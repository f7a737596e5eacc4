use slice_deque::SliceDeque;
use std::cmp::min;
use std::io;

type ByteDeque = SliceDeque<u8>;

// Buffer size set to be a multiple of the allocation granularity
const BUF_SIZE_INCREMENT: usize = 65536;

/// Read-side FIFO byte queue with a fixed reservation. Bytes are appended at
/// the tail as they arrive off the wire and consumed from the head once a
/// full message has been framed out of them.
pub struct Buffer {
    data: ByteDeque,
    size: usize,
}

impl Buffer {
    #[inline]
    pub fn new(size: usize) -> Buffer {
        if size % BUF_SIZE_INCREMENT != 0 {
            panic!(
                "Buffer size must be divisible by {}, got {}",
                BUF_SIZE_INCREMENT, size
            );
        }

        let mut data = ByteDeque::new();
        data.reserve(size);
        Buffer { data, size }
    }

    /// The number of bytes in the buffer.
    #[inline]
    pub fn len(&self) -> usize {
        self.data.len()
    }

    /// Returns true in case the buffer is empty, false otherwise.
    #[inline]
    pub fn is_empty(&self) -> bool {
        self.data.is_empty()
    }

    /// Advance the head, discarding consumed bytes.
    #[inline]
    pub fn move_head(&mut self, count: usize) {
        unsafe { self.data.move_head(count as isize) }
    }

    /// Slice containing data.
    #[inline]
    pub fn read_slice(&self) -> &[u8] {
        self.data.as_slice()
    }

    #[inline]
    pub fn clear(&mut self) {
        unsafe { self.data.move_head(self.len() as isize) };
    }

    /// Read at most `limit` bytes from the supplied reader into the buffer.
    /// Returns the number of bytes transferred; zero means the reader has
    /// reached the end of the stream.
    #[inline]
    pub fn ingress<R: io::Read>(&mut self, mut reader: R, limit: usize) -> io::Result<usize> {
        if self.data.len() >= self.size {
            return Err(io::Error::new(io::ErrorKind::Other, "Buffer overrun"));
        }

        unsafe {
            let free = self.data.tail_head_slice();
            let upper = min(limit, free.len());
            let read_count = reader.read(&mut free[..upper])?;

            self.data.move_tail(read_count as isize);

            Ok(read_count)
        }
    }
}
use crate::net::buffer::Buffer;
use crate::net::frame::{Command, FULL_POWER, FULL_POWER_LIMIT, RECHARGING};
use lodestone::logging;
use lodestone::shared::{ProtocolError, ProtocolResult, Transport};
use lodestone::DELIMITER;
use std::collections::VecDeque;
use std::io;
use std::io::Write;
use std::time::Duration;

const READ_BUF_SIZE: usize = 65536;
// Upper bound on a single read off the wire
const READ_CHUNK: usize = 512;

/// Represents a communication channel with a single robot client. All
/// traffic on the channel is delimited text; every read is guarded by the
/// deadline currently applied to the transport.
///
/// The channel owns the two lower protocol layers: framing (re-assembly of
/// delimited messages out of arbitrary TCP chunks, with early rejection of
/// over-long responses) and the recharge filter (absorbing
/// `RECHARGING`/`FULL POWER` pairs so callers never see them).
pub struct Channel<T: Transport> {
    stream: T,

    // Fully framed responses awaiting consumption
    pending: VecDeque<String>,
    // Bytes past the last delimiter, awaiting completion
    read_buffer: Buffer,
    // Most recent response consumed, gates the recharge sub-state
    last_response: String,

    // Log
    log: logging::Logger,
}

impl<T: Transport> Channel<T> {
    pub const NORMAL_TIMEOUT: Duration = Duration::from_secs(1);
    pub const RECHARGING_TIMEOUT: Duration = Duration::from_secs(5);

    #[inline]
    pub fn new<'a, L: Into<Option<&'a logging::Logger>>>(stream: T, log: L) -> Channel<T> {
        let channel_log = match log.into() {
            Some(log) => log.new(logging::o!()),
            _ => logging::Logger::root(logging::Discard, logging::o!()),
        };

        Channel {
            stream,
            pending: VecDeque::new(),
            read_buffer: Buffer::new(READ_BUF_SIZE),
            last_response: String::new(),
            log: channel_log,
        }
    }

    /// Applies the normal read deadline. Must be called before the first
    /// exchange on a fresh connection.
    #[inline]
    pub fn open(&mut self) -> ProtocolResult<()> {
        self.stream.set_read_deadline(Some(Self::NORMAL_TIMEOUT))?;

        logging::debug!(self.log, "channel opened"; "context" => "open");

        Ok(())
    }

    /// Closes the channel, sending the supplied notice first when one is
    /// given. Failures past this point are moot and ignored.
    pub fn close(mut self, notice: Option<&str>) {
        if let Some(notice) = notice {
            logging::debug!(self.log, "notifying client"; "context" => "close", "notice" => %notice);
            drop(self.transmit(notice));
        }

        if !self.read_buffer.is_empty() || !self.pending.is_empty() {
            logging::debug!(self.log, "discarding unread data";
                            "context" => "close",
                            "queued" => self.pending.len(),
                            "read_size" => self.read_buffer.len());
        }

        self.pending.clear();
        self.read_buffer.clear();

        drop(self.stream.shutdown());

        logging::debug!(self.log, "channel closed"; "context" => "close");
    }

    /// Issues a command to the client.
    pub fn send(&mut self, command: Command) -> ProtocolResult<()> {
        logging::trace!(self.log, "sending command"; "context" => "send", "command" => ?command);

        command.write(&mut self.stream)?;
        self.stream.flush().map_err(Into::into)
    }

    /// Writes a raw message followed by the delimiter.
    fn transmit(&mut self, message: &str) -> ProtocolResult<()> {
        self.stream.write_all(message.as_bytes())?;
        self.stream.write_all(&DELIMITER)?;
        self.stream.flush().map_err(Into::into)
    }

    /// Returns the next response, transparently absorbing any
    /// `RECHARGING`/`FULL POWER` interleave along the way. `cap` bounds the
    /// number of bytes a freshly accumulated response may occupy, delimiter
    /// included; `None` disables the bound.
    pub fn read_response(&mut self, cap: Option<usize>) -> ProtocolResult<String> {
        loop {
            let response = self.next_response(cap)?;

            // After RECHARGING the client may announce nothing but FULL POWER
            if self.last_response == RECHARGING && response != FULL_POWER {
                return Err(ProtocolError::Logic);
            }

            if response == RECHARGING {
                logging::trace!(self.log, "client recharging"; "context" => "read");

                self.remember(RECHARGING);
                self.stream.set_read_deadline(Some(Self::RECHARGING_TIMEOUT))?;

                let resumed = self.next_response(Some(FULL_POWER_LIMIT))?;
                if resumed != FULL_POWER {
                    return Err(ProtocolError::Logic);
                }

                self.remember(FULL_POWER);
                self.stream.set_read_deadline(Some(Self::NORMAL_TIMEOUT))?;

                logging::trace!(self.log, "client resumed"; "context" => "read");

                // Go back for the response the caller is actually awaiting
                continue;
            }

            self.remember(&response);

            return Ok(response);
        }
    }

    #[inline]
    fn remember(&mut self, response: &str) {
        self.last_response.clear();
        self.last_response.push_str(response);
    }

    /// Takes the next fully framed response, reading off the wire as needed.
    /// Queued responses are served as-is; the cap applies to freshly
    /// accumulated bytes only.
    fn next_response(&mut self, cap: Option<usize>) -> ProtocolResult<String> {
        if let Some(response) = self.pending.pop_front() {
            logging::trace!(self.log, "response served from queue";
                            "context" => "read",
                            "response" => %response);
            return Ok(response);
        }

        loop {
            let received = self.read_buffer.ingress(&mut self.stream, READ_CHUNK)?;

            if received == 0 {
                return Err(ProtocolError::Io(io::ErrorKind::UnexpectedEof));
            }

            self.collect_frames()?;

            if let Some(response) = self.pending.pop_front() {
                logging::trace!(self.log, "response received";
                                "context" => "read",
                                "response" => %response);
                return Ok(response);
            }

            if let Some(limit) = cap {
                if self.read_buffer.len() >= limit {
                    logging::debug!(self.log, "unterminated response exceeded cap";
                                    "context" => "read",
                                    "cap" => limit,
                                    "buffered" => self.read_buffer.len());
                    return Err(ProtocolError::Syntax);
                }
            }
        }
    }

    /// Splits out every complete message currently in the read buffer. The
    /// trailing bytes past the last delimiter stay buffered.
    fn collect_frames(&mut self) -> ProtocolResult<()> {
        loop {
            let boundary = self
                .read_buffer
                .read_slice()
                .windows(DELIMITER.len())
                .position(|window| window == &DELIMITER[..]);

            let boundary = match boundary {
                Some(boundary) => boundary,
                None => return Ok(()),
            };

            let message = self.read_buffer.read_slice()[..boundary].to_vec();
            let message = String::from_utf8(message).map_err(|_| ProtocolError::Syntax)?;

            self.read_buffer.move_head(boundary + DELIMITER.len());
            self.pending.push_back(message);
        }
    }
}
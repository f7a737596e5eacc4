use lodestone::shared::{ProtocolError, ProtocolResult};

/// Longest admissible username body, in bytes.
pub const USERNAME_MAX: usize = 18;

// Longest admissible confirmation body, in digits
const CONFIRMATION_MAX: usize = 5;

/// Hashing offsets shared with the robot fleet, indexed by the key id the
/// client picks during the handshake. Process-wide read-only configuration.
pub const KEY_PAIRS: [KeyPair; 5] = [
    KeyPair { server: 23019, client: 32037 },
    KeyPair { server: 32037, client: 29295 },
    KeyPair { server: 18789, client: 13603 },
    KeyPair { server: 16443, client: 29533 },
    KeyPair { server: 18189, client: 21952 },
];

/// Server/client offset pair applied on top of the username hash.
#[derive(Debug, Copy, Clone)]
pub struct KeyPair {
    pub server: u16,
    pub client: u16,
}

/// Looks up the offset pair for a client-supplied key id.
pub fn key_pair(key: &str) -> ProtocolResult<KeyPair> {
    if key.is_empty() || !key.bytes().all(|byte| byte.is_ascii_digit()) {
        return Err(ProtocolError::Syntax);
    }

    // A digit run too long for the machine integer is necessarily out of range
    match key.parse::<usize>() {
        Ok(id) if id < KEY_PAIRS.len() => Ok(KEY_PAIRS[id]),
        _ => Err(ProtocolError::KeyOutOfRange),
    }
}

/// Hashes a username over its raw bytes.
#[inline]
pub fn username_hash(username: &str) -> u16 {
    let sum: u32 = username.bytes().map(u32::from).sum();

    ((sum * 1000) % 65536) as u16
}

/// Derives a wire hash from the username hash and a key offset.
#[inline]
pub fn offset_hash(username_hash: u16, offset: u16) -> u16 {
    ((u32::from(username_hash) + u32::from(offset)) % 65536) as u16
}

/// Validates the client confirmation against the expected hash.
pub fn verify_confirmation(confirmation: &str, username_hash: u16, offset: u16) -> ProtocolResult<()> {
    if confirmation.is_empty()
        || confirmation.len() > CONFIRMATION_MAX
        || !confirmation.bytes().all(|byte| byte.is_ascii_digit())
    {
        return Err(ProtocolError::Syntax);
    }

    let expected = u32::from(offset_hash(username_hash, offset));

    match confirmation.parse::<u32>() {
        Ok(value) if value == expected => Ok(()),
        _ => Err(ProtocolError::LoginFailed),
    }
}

****************************************

▶ _Task description_
Determine how many lines of the data include the word "only". Reply with the count and no other text.

▶ _Written response_
2